═════ Data for the task ═════

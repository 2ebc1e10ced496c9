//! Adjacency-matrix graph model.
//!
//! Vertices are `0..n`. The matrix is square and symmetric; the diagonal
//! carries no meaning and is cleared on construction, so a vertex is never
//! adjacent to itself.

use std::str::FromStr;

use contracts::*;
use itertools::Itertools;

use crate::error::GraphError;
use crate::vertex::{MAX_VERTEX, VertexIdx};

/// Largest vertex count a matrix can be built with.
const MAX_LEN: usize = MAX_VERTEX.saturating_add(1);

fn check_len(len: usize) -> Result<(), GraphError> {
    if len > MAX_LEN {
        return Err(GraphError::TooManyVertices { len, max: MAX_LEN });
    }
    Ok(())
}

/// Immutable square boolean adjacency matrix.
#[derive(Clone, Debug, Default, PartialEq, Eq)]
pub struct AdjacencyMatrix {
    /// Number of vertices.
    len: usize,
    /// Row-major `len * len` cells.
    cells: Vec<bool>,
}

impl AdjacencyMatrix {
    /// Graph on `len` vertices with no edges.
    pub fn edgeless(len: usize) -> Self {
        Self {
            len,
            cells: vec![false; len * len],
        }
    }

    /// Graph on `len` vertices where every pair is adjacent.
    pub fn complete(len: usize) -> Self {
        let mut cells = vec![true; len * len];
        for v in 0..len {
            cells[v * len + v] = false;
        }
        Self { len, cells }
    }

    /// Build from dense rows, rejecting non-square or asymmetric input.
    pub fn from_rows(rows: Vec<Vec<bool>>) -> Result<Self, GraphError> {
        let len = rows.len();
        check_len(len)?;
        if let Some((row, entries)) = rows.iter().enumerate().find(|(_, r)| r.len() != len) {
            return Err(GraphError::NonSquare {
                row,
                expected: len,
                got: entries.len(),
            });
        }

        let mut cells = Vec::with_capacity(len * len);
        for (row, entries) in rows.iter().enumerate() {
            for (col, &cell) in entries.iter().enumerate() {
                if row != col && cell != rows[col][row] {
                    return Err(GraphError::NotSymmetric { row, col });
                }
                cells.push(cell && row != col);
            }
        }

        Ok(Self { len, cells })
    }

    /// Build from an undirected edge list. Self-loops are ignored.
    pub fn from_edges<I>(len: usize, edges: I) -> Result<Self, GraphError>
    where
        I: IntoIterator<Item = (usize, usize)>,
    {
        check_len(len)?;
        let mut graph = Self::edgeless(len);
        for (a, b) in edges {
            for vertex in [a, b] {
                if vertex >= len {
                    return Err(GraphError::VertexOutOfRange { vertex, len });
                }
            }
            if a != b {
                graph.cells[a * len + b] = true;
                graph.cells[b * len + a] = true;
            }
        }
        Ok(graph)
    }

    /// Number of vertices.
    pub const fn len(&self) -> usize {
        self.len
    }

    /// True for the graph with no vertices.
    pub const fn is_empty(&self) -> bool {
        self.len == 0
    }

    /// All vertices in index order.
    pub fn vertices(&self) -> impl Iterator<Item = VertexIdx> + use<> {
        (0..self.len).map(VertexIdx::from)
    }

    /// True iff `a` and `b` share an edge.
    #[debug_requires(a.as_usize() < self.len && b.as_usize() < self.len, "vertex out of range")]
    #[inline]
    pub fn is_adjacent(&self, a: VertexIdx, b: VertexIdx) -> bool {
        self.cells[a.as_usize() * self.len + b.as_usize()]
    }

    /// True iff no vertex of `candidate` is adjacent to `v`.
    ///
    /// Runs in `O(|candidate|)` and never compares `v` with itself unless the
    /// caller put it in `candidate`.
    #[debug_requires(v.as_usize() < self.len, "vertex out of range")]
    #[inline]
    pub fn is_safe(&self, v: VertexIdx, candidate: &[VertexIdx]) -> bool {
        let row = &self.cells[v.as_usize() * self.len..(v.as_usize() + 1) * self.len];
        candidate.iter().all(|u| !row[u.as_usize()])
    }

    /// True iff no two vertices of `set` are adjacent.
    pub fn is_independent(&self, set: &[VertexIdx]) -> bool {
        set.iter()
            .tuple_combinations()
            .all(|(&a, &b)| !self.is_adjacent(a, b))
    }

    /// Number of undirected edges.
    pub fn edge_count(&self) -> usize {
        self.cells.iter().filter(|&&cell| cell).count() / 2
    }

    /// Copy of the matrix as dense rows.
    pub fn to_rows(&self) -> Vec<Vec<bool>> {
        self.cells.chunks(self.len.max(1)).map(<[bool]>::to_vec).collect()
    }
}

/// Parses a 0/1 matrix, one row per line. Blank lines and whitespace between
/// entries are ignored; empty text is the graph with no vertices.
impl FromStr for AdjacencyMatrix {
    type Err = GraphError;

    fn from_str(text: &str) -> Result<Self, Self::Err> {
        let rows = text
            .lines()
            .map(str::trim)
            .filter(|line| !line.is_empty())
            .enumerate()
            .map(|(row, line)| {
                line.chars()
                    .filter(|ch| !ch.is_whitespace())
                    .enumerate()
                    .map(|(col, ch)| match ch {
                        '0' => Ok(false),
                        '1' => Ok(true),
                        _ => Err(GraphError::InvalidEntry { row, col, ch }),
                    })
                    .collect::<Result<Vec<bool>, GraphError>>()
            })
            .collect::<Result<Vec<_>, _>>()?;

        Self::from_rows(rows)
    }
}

═════
═════ Data for the task ═════

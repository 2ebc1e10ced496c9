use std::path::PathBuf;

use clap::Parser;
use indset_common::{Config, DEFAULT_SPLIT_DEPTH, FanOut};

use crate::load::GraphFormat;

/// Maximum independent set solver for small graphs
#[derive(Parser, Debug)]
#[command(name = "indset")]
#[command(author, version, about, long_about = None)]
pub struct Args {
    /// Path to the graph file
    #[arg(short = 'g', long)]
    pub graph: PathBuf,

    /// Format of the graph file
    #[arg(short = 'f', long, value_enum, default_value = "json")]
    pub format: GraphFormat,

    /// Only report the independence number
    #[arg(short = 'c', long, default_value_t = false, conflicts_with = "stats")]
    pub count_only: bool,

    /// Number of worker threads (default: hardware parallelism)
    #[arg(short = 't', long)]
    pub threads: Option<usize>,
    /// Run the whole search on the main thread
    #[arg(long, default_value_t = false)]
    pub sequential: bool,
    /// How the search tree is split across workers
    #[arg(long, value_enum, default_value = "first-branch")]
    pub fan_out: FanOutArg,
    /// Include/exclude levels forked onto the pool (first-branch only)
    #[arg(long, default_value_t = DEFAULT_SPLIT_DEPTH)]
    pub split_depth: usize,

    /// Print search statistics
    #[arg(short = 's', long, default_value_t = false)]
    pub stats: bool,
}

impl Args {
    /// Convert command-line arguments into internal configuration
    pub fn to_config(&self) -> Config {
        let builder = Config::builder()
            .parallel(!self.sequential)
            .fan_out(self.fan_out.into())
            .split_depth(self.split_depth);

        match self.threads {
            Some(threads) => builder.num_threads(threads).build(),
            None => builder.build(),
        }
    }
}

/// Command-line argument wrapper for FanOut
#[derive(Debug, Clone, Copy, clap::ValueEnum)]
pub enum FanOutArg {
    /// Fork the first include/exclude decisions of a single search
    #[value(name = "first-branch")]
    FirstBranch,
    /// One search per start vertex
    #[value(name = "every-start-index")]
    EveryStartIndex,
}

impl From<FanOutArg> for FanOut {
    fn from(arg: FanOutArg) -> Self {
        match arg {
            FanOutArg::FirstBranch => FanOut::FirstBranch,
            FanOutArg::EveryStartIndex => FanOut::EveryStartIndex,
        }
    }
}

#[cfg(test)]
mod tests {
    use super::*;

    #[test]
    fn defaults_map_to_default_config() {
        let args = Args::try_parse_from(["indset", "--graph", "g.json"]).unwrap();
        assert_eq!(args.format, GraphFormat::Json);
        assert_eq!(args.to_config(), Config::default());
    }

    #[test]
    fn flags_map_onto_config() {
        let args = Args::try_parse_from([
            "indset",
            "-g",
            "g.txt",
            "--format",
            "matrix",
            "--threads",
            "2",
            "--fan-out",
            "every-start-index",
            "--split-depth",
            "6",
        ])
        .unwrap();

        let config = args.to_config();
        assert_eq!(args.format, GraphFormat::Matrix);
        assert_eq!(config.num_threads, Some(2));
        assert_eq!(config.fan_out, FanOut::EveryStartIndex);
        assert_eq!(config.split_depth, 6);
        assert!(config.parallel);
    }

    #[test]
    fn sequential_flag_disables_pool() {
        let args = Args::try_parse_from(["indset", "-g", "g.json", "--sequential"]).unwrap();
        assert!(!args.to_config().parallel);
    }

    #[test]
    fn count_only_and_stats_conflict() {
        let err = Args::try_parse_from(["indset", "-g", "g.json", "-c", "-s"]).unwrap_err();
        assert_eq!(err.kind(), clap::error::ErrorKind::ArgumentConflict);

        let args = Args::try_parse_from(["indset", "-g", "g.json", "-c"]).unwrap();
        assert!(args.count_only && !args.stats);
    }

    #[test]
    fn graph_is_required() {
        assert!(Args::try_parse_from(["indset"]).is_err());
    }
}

═════

> Exercise goal
Select all lines in the listing above where the word "Item" appears, and show them.

> Reply
        I: IntoIterator<Item = (usize, usize)>,
    pub fn vertices(&self) -> impl Iterator<Item = VertexIdx> + use<> {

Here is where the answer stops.